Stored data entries
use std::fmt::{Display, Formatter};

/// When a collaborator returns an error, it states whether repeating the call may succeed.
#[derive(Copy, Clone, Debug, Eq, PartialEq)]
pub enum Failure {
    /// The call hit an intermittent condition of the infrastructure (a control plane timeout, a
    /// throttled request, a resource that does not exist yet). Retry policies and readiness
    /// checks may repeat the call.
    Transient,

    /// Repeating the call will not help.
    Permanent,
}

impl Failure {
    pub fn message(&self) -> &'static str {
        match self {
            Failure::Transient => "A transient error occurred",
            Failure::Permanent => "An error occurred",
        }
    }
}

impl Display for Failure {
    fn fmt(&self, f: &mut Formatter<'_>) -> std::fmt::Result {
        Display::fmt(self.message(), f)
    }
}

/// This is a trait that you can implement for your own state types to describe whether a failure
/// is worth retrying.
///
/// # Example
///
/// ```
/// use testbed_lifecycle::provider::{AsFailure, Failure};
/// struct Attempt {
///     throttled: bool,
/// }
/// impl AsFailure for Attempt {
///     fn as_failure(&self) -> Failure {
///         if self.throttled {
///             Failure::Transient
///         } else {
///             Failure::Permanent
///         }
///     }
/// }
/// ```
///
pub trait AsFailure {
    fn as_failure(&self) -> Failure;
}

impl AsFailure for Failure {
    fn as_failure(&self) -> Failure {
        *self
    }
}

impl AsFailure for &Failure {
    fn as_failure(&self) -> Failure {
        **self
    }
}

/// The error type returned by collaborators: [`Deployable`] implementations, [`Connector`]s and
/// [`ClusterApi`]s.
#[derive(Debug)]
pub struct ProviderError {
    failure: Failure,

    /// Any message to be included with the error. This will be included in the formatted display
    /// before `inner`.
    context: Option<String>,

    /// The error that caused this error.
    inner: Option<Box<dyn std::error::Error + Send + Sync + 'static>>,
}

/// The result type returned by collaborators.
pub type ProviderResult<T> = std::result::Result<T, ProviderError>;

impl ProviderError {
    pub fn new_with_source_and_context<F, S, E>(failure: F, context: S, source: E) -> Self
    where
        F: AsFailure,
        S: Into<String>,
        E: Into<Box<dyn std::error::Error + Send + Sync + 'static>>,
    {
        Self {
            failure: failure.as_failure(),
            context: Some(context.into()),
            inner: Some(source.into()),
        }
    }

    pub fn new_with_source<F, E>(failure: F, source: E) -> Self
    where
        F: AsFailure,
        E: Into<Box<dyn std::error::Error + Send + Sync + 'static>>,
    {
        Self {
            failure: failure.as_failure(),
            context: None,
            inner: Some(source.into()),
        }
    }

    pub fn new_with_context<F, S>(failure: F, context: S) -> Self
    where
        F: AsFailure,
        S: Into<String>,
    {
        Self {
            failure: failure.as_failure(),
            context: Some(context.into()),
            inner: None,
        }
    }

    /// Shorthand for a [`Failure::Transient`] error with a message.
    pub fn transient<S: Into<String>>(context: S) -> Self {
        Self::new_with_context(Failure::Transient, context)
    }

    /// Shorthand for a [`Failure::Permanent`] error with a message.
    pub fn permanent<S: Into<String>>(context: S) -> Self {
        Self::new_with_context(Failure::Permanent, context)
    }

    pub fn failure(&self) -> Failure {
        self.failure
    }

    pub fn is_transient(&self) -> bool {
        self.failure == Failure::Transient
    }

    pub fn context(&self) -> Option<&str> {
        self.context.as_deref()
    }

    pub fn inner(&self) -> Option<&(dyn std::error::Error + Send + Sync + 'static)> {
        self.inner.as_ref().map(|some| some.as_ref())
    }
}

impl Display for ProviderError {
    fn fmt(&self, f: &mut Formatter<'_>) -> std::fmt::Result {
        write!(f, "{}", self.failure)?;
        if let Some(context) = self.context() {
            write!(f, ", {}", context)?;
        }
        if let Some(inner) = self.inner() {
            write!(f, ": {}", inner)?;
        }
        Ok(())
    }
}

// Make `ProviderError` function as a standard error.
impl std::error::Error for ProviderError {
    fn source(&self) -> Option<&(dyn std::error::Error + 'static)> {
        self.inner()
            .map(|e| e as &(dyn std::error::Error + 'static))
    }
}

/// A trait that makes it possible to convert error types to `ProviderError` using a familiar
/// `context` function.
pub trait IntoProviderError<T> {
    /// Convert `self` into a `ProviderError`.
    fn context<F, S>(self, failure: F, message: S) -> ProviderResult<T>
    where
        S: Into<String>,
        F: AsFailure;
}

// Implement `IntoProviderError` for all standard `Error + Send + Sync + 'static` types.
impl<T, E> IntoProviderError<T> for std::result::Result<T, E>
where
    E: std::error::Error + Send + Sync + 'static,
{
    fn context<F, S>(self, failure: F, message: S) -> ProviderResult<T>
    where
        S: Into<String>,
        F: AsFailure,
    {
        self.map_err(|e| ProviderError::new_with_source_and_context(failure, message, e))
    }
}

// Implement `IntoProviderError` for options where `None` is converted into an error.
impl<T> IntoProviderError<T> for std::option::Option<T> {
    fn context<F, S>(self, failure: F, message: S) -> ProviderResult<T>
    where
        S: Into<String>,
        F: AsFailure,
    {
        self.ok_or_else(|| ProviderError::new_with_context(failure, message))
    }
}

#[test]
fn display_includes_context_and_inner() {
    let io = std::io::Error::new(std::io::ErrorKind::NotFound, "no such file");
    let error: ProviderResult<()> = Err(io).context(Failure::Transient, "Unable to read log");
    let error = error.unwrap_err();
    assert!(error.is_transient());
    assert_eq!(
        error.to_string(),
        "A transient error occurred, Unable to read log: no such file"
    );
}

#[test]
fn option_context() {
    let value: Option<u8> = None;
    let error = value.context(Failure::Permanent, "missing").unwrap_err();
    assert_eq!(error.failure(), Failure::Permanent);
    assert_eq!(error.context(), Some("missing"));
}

> [AIM OF THE TASK]:
Set down each entry exactly, leaving none out.

> [COMPLETED TASK]:
use std::fmt::{Display, Formatter};

/// When a collaborator returns an error, it states whether repeating the call may succeed.
#[derive(Copy, Clone, Debug, Eq, PartialEq)]
pub enum Failure {
    /// The call hit an intermittent condition of the infrastructure (a control plane timeout, a
    /// throttled request, a resource that does not exist yet). Retry policies and readiness
    /// checks may repeat the call.
    Transient,

    /// Repeating the call will not help.
    Permanent,
}

impl Failure {
    pub fn message(&self) -> &'static str {
        match self {
            Failure::Transient => "A transient error occurred",
            Failure::Permanent => "An error occurred",
        }
    }
}

impl Display for Failure {
    fn fmt(&self, f: &mut Formatter<'_>) -> std::fmt::Result {
        Display::fmt(self.message(), f)
    }
}

/// This is a trait that you can implement for your own state types to describe whether a failure
/// is worth retrying.
///
/// # Example
///
/// ```
/// use testbed_lifecycle::provider::{AsFailure, Failure};
/// struct Attempt {
///     throttled: bool,
/// }
/// impl AsFailure for Attempt {
///     fn as_failure(&self) -> Failure {
///         if self.throttled {
///             Failure::Transient
///         } else {
///             Failure::Permanent
///         }
///     }
/// }
/// ```
///
pub trait AsFailure {
    fn as_failure(&self) -> Failure;
}

impl AsFailure for Failure {
    fn as_failure(&self) -> Failure {
        *self
    }
}

impl AsFailure for &Failure {
    fn as_failure(&self) -> Failure {
        **self
    }
}

/// The error type returned by collaborators: [`Deployable`] implementations, [`Connector`]s and
/// [`ClusterApi`]s.
#[derive(Debug)]
pub struct ProviderError {
    failure: Failure,

    /// Any message to be included with the error. This will be included in the formatted display
    /// before `inner`.
    context: Option<String>,

    /// The error that caused this error.
    inner: Option<Box<dyn std::error::Error + Send + Sync + 'static>>,
}

/// The result type returned by collaborators.
pub type ProviderResult<T> = std::result::Result<T, ProviderError>;

impl ProviderError {
    pub fn new_with_source_and_context<F, S, E>(failure: F, context: S, source: E) -> Self
    where
        F: AsFailure,
        S: Into<String>,
        E: Into<Box<dyn std::error::Error + Send + Sync + 'static>>,
    {
        Self {
            failure: failure.as_failure(),
            context: Some(context.into()),
            inner: Some(source.into()),
        }
    }

    pub fn new_with_source<F, E>(failure: F, source: E) -> Self
    where
        F: AsFailure,
        E: Into<Box<dyn std::error::Error + Send + Sync + 'static>>,
    {
        Self {
            failure: failure.as_failure(),
            context: None,
            inner: Some(source.into()),
        }
    }

    pub fn new_with_context<F, S>(failure: F, context: S) -> Self
    where
        F: AsFailure,
        S: Into<String>,
    {
        Self {
            failure: failure.as_failure(),
            context: Some(context.into()),
            inner: None,
        }
    }

    /// Shorthand for a [`Failure::Transient`] error with a message.
    pub fn transient<S: Into<String>>(context: S) -> Self {
        Self::new_with_context(Failure::Transient, context)
    }

    /// Shorthand for a [`Failure::Permanent`] error with a message.
    pub fn permanent<S: Into<String>>(context: S) -> Self {
        Self::new_with_context(Failure::Permanent, context)
    }

    pub fn failure(&self) -> Failure {
        self.failure
    }

    pub fn is_transient(&self) -> bool {
        self.failure == Failure::Transient
    }

    pub fn context(&self) -> Option<&str> {
        self.context.as_deref()
    }

    pub fn inner(&self) -> Option<&(dyn std::error::Error + Send + Sync + 'static)> {
        self.inner.as_ref().map(|some| some.as_ref())
    }
}

impl Display for ProviderError {
    fn fmt(&self, f: &mut Formatter<'_>) -> std::fmt::Result {
        write!(f, "{}", self.failure)?;
        if let Some(context) = self.context() {
            write!(f, ", {}", context)?;
        }
        if let Some(inner) = self.inner() {
            write!(f, ": {}", inner)?;
        }
        Ok(())
    }
}

// Make `ProviderError` function as a standard error.
impl std::error::Error for ProviderError {
    fn source(&self) -> Option<&(dyn std::error::Error + 'static)> {
        self.inner()
            .map(|e| e as &(dyn std::error::Error + 'static))
    }
}

/// A trait that makes it possible to convert error types to `ProviderError` using a familiar
/// `context` function.
pub trait IntoProviderError<T> {
    /// Convert `self` into a `ProviderError`.
    fn context<F, S>(self, failure: F, message: S) -> ProviderResult<T>
    where
        S: Into<String>,
        F: AsFailure;
}

// Implement `IntoProviderError` for all standard `Error + Send + Sync + 'static` types.
impl<T, E> IntoProviderError<T> for std::result::Result<T, E>
where
    E: std::error::Error + Send + Sync + 'static,
{
    fn context<F, S>(self, failure: F, message: S) -> ProviderResult<T>
    where
        S: Into<String>,
        F: AsFailure,
    {
        self.map_err(|e| ProviderError::new_with_source_and_context(failure, message, e))
    }
}

// Implement `IntoProviderError` for options where `None` is converted into an error.
impl<T> IntoProviderError<T> for std::option::Option<T> {
    fn context<F, S>(self, failure: F, message: S) -> ProviderResult<T>
    where
        S: Into<String>,
        F: AsFailure,
    {
        self.ok_or_else(|| ProviderError::new_with_context(failure, message))
    }
}

#[test]
fn display_includes_context_and_inner() {
    let io = std::io::Error::new(std::io::ErrorKind::NotFound, "no such file");
    let error: ProviderResult<()> = Err(io).context(Failure::Transient, "Unable to read log");
    let error = error.unwrap_err();
    assert!(error.is_transient());
    assert_eq!(
        error.to_string(),
        "A transient error occurred, Unable to read log: no such file"
    );
}

#[test]
fn option_context() {
    let value: Option<u8> = None;
    let error = value.context(Failure::Permanent, "missing").unwrap_err();
    assert_eq!(error.failure(), Failure::Permanent);
    assert_eq!(error.context(), Some("missing"));
}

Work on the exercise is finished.